Dans une interview accordée au FT, le directeur du Congressional Budget Office, Phillip Swagel, a averti que la guerre des tarifs douaniers de Trump pourrait constituer un « point de basculement » pour la volonté des investisseurs étrangers de détenir des actifs américains.

Les flux financiers vers les États-Unis, en achetant des actifs américains, ont permis de financer la dette et les déficits publics. Mais aujourd'hui, il existe une « constellation d'inquiétudes selon lesquelles une hésitation des investisseurs mondiaux à placer des capitaux aux États-Unis, ou même simplement à se rééquilibrer d'une manière qui diminue leur intérêt pour les titres américains, aurait un impact sur le dollar ».

Il a ajouté que le sentiment des hauts responsables financiers mondiaux lors de la réunion du Fonds monétaire international le mois dernier était «vraiment le plus négatif dont je me souvienne ».

Nicolas Trindale, gestionnaire de fonds à la société financière française Axa, a déclaré que l'abaissement de la note était un « rappel brutal que les États-Unis ne devraient pas considérer comme acquis leur “privilège exorbitant” qui leur a permis d'émettre de la dette à un coût relativement faible malgré un déficit budgétaire très élevé ».

Les commentaires de Yesha Yadav, professeur à la Vanderbilt Law School qui étudie le marché du Trésor, au FT ont mis en évidence l'orientation politique de la décision de Moody's. Il a déclaré que c'était « la première fois qu'un pays était confronté à une telle situation ».

Il s'agit, selon lui, d’un « brusque retour à la réalité pour un pronostic de plus en plus sombre pour la gestion de la dette publique américaine » et d'une « réprimande adressée aux décideurs politiques pour qu'ils se concentrent sur les réformes nécessaires afin de garantir que le crédit américain conserve son éclat en tant qu'actif sans risque essentiel dans le monde ».

La crise de la dette présente deux aspects. Elle a des racines objectives dans la crise profonde du capitalisme américain, qui se développe depuis des décennies. Mais elle est aussi le résultat des décisions politiques prises par l'élite dirigeante en réponse à cette crise.

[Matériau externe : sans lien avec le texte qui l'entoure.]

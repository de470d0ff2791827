//! Normalized input events, as handed to the tracker by an
//! [`EventSource`](crate::EventSource).

use evdev::Key;

/// Number of tracked key slots. Valid key codes are `0..=254`.
pub const KEY_SLOTS: usize = 0xff;

/// Level of a key or button as reported by the source.
#[derive(Debug, Clone, Copy, PartialEq, Eq, Hash)]
pub enum KeyState {
    Released,
    Pressed,
}

impl KeyState {
    pub fn is_pressed(self) -> bool {
        self == KeyState::Pressed
    }

    /// Convert a raw kernel key value.
    ///
    /// `0` = released, `1` = pressed, `2` = autorepeat. Autorepeat returns
    /// `None` because it never changes the level of a key.
    pub fn from_raw(value: i32) -> Option<Self> {
        match value {
            0 => Some(KeyState::Released),
            1 => Some(KeyState::Pressed),
            _ => None,
        }
    }
}

impl From<bool> for KeyState {
    fn from(pressed: bool) -> Self {
        if pressed {
            KeyState::Pressed
        } else {
            KeyState::Released
        }
    }
}

/// One event pulled from the source.
#[derive(Debug, Clone, Copy, PartialEq)]
pub enum InputEvent {
    /// A keyboard key changed level. `code` is the kernel `KEY_*` code.
    Key { code: u32, state: KeyState },

    /// Relative pointer motion, in device units.
    PointerMotion { dx: f64, dy: f64 },

    /// A pointer button changed level. `button` is the kernel `BTN_*` code.
    PointerButton { button: u32, state: KeyState },

    /// Anything the tracker does not follow (hotplug, touch, scroll...).
    /// Consuming it still counts as consuming an event.
    Other,
}

/// The three pointer buttons the tracker keeps a slot for.
#[derive(Debug, Clone, Copy, PartialEq, Eq, Hash)]
pub enum MouseButton {
    Left,
    Middle,
    Right,
}

impl MouseButton {
    pub const ALL: [MouseButton; 3] = [MouseButton::Left, MouseButton::Middle, MouseButton::Right];

    /// Map a kernel button code to a tracked button. Any other button
    /// (side, extra, stylus...) maps to `None` and is ignored.
    pub fn from_code(code: u32) -> Option<Self> {
        let key = Key::new(u16::try_from(code).ok()?);
        match key {
            Key::BTN_LEFT => Some(MouseButton::Left),
            Key::BTN_MIDDLE => Some(MouseButton::Middle),
            Key::BTN_RIGHT => Some(MouseButton::Right),
            _ => None,
        }
    }

    /// Kernel `BTN_*` code for this button.
    pub fn code(self) -> u32 {
        let key = match self {
            MouseButton::Left => Key::BTN_LEFT,
            MouseButton::Middle => Key::BTN_MIDDLE,
            MouseButton::Right => Key::BTN_RIGHT,
        };
        u32::from(key.code())
    }

    /// Slot index in the button snapshot.
    pub fn index(self) -> usize {
        match self {
            MouseButton::Left => 0,
            MouseButton::Middle => 1,
            MouseButton::Right => 2,
        }
    }

    pub fn name(self) -> &'static str {
        match self {
            MouseButton::Left => "left",
            MouseButton::Middle => "middle",
            MouseButton::Right => "right",
        }
    }
}
// =============================================================================
// Colander Probe - Main Entry Point
// =============================================================================
//
// Opens the default input source, runs the tracker frame by frame, and prints
// every key/button transition and every pointer motion as a JSON line on
// stdout. Logs go to stderr (RUST_LOG=debug for device discovery details).
//
// USAGE
// -----
//   colander [config.json]
//
// The config file is optional; COLANDER_SEAT, COLANDER_TRACK_POINTER and
// COLANDER_MOTION_POLICY override whatever it says.
//
// PERMISSIONS REQUIRED
// --------------------
// The user must be in the 'input' group to read from /dev/input/:
//   sudo usermod -a -G input $USER
//   (then log out and back in)
//
// =============================================================================

use std::io::{self, Write};
use std::os::fd::BorrowedFd;
use std::path::Path;
use std::sync::atomic::{AtomicBool, Ordering};
use std::sync::Arc;
use std::time::Duration;

use nix::poll::{poll, PollFd, PollFlags, PollTimeout};
use serde::Serialize;
use signal_hook::consts::signal::*;
use signal_hook::flag as signal_flag;

use colander::{
    DefaultSource, EventSource, InputStateTracker, TrackerConfig, TrackerError, Transition,
};

/// How long to sleep in poll() before sending a heartbeat.
const POLL_TIMEOUT_MS: u16 = 1000;

/// Frame interval for sources that have nothing to poll on.
const IDLE_FRAME: Duration = Duration::from_millis(16);

// =============================================================================
// Output
// =============================================================================

/// One line of probe output.
#[derive(Serialize, Debug)]
#[serde(tag = "type", rename_all = "snake_case")]
enum OutputEvent {
    /// Sent once the source is open
    Ready {
        seat: String,
        backend: &'static str,
        track_pointer: bool,
    },

    KeyPressed { code: u32 },
    KeyReleased { code: u32 },
    ButtonPressed { button: &'static str },
    ButtonReleased { button: &'static str },

    /// Pointer motion seen in one frame
    Motion { dx: i32, dy: i32 },

    /// Nothing happened for POLL_TIMEOUT_MS
    Heartbeat,

    Error { message: String },
}

impl From<Transition> for OutputEvent {
    fn from(transition: Transition) -> Self {
        match transition {
            Transition::KeyPressed(code) => OutputEvent::KeyPressed { code },
            Transition::KeyReleased(code) => OutputEvent::KeyReleased { code },
            Transition::ButtonPressed(b) => OutputEvent::ButtonPressed { button: b.name() },
            Transition::ButtonReleased(b) => OutputEvent::ButtonReleased { button: b.name() },
        }
    }
}

/// Send an event to stdout as a JSON line.
fn send_event(stdout: &mut io::StdoutLock, event: &OutputEvent) {
    if let Ok(json) = serde_json::to_string(event) {
        let _ = writeln!(stdout, "{}", json);
        let _ = stdout.flush();
    }
}

// =============================================================================
// Frame Loop
// =============================================================================

/// Block until one of the source's descriptors is readable.
/// Returns the number of ready descriptors (0 on timeout).
fn wait_for_input(fds: &[BorrowedFd<'_>]) -> nix::Result<i32> {
    if fds.is_empty() {
        std::thread::sleep(IDLE_FRAME);
        return Ok(1);
    }

    let mut poll_fds: Vec<_> = fds
        .iter()
        .map(|fd| PollFd::new(*fd, PollFlags::POLLIN))
        .collect();
    poll(&mut poll_fds, PollTimeout::from(POLL_TIMEOUT_MS))
}

/// Run frames until the source has nothing left, reporting each one.
///
/// A source only sees new data after a dispatch, and every frame dispatches
/// at its end, so the first empty frame after waking is expected. Two empty
/// frames in a row mean the queue is drained.
fn drain_frames(
    tracker: &mut InputStateTracker<DefaultSource>,
    stdout: &mut io::StdoutLock,
    running: &AtomicBool,
) -> Result<(), TrackerError> {
    let mut idle_frames = 0;
    while idle_frames < 2 && running.load(Ordering::Relaxed) {
        let consumed = match tracker.advance_frame() {
            Ok(consumed) => consumed,
            Err(e) => {
                // The frame advanced before the refresh failed.
                report_frame(tracker, stdout)?;
                return Err(e);
            }
        };
        if !consumed {
            idle_frames += 1;
            continue;
        }
        idle_frames = 0;
        report_frame(tracker, stdout)?;
    }
    Ok(())
}

/// Print the edges and motion of the current frame.
fn report_frame(
    tracker: &InputStateTracker<DefaultSource>,
    stdout: &mut io::StdoutLock,
) -> Result<(), TrackerError> {
    for transition in tracker.transitions()? {
        send_event(stdout, &OutputEvent::from(transition));
    }

    let (dx, dy) = tracker.pointer_delta()?;
    if dx != 0 || dy != 0 {
        send_event(stdout, &OutputEvent::Motion { dx, dy });
    }
    Ok(())
}

fn load_config() -> Result<TrackerConfig, colander::ConfigError> {
    let config = match std::env::args_os().nth(1) {
        Some(path) => TrackerConfig::load(Path::new(&path))?,
        None => TrackerConfig::default(),
    };
    config.apply_env()
}

// =============================================================================
// Main Entry Point
// =============================================================================

fn main() {
    env_logger::Builder::from_env(env_logger::Env::default().default_filter_or("info")).init();

    // -------------------------------------------------------------------------
    // Set up signal handling for graceful shutdown
    // -------------------------------------------------------------------------
    // 'running' flips to false on SIGINT/SIGTERM so the source is released
    // through shutdown() instead of the process just dying.
    let running = Arc::new(AtomicBool::new(true));
    signal_flag::register(SIGINT, Arc::clone(&running)).ok();
    signal_flag::register(SIGTERM, Arc::clone(&running)).ok();

    let stdout = io::stdout();
    let mut stdout_lock = stdout.lock();

    let config = match load_config() {
        Ok(config) => config,
        Err(e) => {
            log::error!("{}", e);
            send_event(&mut stdout_lock, &OutputEvent::Error { message: e.to_string() });
            std::process::exit(2);
        }
    };

    // -------------------------------------------------------------------------
    // Open the input source
    // -------------------------------------------------------------------------
    let mut tracker = match InputStateTracker::open_default(config) {
        Ok(tracker) => tracker,
        Err(e) => {
            log::error!("{}", e);
            send_event(&mut stdout_lock, &OutputEvent::Error { message: e.to_string() });
            std::process::exit(1);
        }
    };

    let backend = tracker.source().map_or("none", |source| source.name());
    send_event(
        &mut stdout_lock,
        &OutputEvent::Ready {
            seat: tracker.config().seat.clone(),
            backend,
            track_pointer: tracker.config().track_pointer,
        },
    );

    log::info!("Starting frame loop...");

    while running.load(Ordering::Relaxed) {
        let ready = match tracker.source() {
            Some(source) => wait_for_input(&source.readiness_fds()),
            None => break,
        };

        match ready {
            Ok(0) => send_event(&mut stdout_lock, &OutputEvent::Heartbeat),
            Ok(_) => {
                if let Err(e) = drain_frames(&mut tracker, &mut stdout_lock, &running) {
                    // Dispatch errors mean the source is gone (all devices unplugged).
                    log::error!("Frame failed: {}", e);
                    send_event(&mut stdout_lock, &OutputEvent::Error { message: e.to_string() });
                    break;
                }
            }
            Err(nix::errno::Errno::EINTR) => {}
            Err(e) => log::error!("Poll error: {}", e),
        }
    }

    log::info!("Shutting down gracefully...");
    if let Err(e) = tracker.shutdown() {
        log::warn!("{}", e);
    }
}
//! Error types for the tracker and its configuration.

use std::path::PathBuf;

use thiserror::Error;

/// Errors returned by [`InputStateTracker`](crate::InputStateTracker) and the
/// event-source backends.
#[derive(Debug, Error)]
pub enum TrackerError {
    /// The event source could not be created for the requested seat.
    ///
    /// Usually a permissions problem: the user must be in the `input` group
    /// (`sudo usermod -aG input $USER`, then log out and back in).
    #[error("failed to initialize input source for seat {seat:?}: {reason}")]
    InitializationFailed { seat: String, reason: String },

    /// A key query used a code outside `0..=254`.
    #[error("key code {0} is outside the tracked range 0..=254")]
    KeyCodeOutOfRange(u32),

    /// The tracker was used after [`shutdown`](crate::InputStateTracker::shutdown).
    #[error("input tracker has already been shut down")]
    UseAfterShutdown,

    /// The backend failed to refresh its event queue.
    #[error("failed to dispatch input events: {0}")]
    Dispatch(#[from] std::io::Error),
}

/// Errors produced while loading a [`TrackerConfig`](crate::TrackerConfig).
#[derive(Debug, Error)]
pub enum ConfigError {
    #[error("failed to read config {path:?}: {source}")]
    Read {
        path: PathBuf,
        #[source]
        source: std::io::Error,
    },

    #[error("failed to parse config {path:?}: {source}")]
    Parse {
        path: PathBuf,
        #[source]
        source: serde_json::Error,
    },

    #[error("invalid value {value:?} for {var}")]
    InvalidEnv { var: &'static str, value: String },
}
#![cfg_attr(feature = "fail-on-warnings", deny(warnings))]
#![warn(clippy::all, clippy::pedantic, clippy::nursery, clippy::cargo)]
#![allow(clippy::multiple_crate_versions, clippy::cargo_common_metadata)]

//! Address-to-text generation.
//!
//! Turns reverse-geocoded [`AddressAttributes`] into either multi-line
//! shareable text or the single locality line used when shortening a Plus
//! Code. Which attribute lands on which line is driven by the region key
//! tables in [`regions`], selected by the attributes' ISO 3166-2 code.
//!
//! Line plan (default region):
//!
//! 0. points of interest
//! 1. building
//! 2. highway
//! 3. house number, house name, road
//! 4. neighbourhood through village (duplicate-suppressed)
//! 5. postcode
//! 6. region through continent

pub mod regions;

use surplus_models::AddressAttributes;

pub use regions::{DEFAULT_REGION, LINE_COUNT, Line, RegionTable, region_table};

const REGION_CODE_KEY_PREFIX: &str = "iso3166";

/// Separator of the locality line.
pub const LOCALITY_SEPARATOR: &str = ", ";

/// Returns the upper-case country prefix of the attributes' ISO 3166-2 code.
///
/// The last key starting with `iso3166` (any case) is used.
#[must_use]
pub fn region_code(attributes: &AddressAttributes) -> Option<String> {
    attributes
        .iter()
        .rev()
        .find(|(key, _)| key.to_ascii_lowercase().starts_with(REGION_CODE_KEY_PREFIX))
        .and_then(|(_, value)| value.split('-').next())
        .map(str::to_ascii_uppercase)
        .filter(|code| !code.is_empty())
}

/// Selects the region table for `attributes`.
#[must_use]
pub fn region_table_for(attributes: &AddressAttributes) -> RegionTable<'static> {
    let code = region_code(attributes);
    log::debug!("region_table_for: region code {code:?}");

    region_table(code.as_deref().unwrap_or(DEFAULT_REGION))
}

fn values<'a>(
    attributes: &'a AddressAttributes,
    keys: &'a [String],
) -> impl Iterator<Item = &'a str> {
    keys.iter()
        .map(|key| attributes.get(key).map_or("", String::as_str))
}

fn unique<'a>(values: impl IntoIterator<Item = &'a str>) -> Vec<&'a str> {
    let mut seen = Vec::new();
    for value in values {
        if !seen.contains(&value) {
            seen.push(value);
        }
    }
    seen
}

/// What a duplicate-suppressing line must not repeat.
///
/// A value is dropped if it equals one of the line-6 values, or if it is a
/// substring of any name. The substring check is a heuristic: a short
/// district name inside an unrelated longer name is dropped as well.
#[derive(Debug, Clone, Default)]
pub struct DuplicateFilter<'a> {
    region_values: Vec<&'a str>,
    names: Vec<&'a str>,
}

impl<'a> DuplicateFilter<'a> {
    /// Collects the line-6 values and names of `attributes` under `table`.
    #[must_use]
    pub fn new(attributes: &'a AddressAttributes, table: &RegionTable<'a>) -> Self {
        Self {
            region_values: values(attributes, table.lines[LINE_COUNT - 1].keys).collect(),
            names: unique(values(attributes, table.names))
                .into_iter()
                .filter(|name| !name.is_empty())
                .collect(),
        }
    }

    /// Returns `true` if `value` may be rendered.
    #[must_use]
    pub fn keeps(&self, value: &str) -> bool {
        !self.region_values.contains(&value)
            && !self.names.iter().any(|name| name.contains(value))
    }
}

/// Renders one line: values of `line.keys`, first occurrence only, empties
/// dropped, joined by `line.separator`.
///
/// `filter` is only consulted when `line.suppress_duplicates` is set.
/// Returns an empty string if nothing survives.
#[must_use]
pub fn generate_line(
    attributes: &AddressAttributes,
    line: &Line<'_>,
    filter: &DuplicateFilter<'_>,
) -> String {
    let mut kept = Vec::new();

    for value in unique(values(attributes, line.keys)) {
        if value.is_empty() {
            continue;
        }
        if line.suppress_duplicates && !filter.keeps(value) {
            log::debug!("generate_line: filtered {value:?}");
            continue;
        }
        log::debug!("generate_line: kept {value:?}");
        kept.push(value);
    }

    kept.join(line.separator)
}

impl RegionTable<'_> {
    /// Renders full shareable text under this table.
    ///
    /// Identical rendered lines collapse to their first occurrence.
    #[must_use]
    pub fn shareable_text(&self, attributes: &AddressAttributes) -> String {
        let filter = DuplicateFilter::new(attributes, self);
        log::debug!("shareable_text: seen names {:?}", filter.names);

        let lines: Vec<String> = self
            .lines
            .iter()
            .map(|line| generate_line(attributes, line, &filter))
            .filter(|line| !line.is_empty())
            .collect();

        let mut text = String::new();
        for line in unique(lines.iter().map(String::as_str)) {
            text.push_str(line);
            text.push('\n');
        }

        text.trim_end().to_string()
    }

    /// Renders the locality line under this table.
    #[must_use]
    pub fn locality_text(&self, attributes: &AddressAttributes) -> String {
        let line = Line {
            keys: self.locality,
            separator: LOCALITY_SEPARATOR,
            suppress_duplicates: false,
        };

        generate_line(attributes, &line, &DuplicateFilter::default())
            .trim()
            .to_string()
    }
}

/// Renders shareable text using the region table the attributes select.
#[must_use]
pub fn shareable_text(attributes: &AddressAttributes) -> String {
    region_table_for(attributes).shareable_text(attributes)
}

/// Renders the locality line using the region table the attributes select.
#[must_use]
pub fn locality_text(attributes: &AddressAttributes) -> String {
    region_table_for(attributes).locality_text(attributes)
}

L'une des principales composantes a été l'augmentation constante des dépenses d'armement, l'impérialisme américain ayant cherché à contrer son déclin économique en recourant à la puissance militaire.

Au cours des 15 dernières années, en particulier depuis la crise financière de 2008, les coffres du Trésor ont été la source de renflouements gouvernementaux pour les grandes entreprises, à hauteur de centaines de milliards de dollars.

La Réserve fédérale a ouvert ses vannes pour fournir des milliers de milliards de dollars d'argent ultra bon marché à la spéculation financière, portant la fortune des oligarques financiers à des niveaux stratosphériques.

Les appels aux « réformes » ne signifient pas un renversement de ces politiques désastreuses, mais plutôt une intensification de l'assaut contre la classe ouvrière actuellement mis en œuvre par le biais du processus de réconciliation budgétaire visant à réduire de centaines de milliards de dollars le budget de Medicaid et d'autres services sociaux vitaux.

Bien que ces attaques soient mises en œuvre par Trump, elles sont la réponse de l'ensemble de la classe dirigeante à l'aggravation de la crise du système capitaliste. La voie à suivre par la classe ouvrière pour s'opposer au programme de guerre, de dictature et de dévastation sociale est le développement d'une offensive sociale et politique pour un programme socialiste visant à renverser le pouvoir corporatif et financier et à reconstruire l'ensemble de l'économie.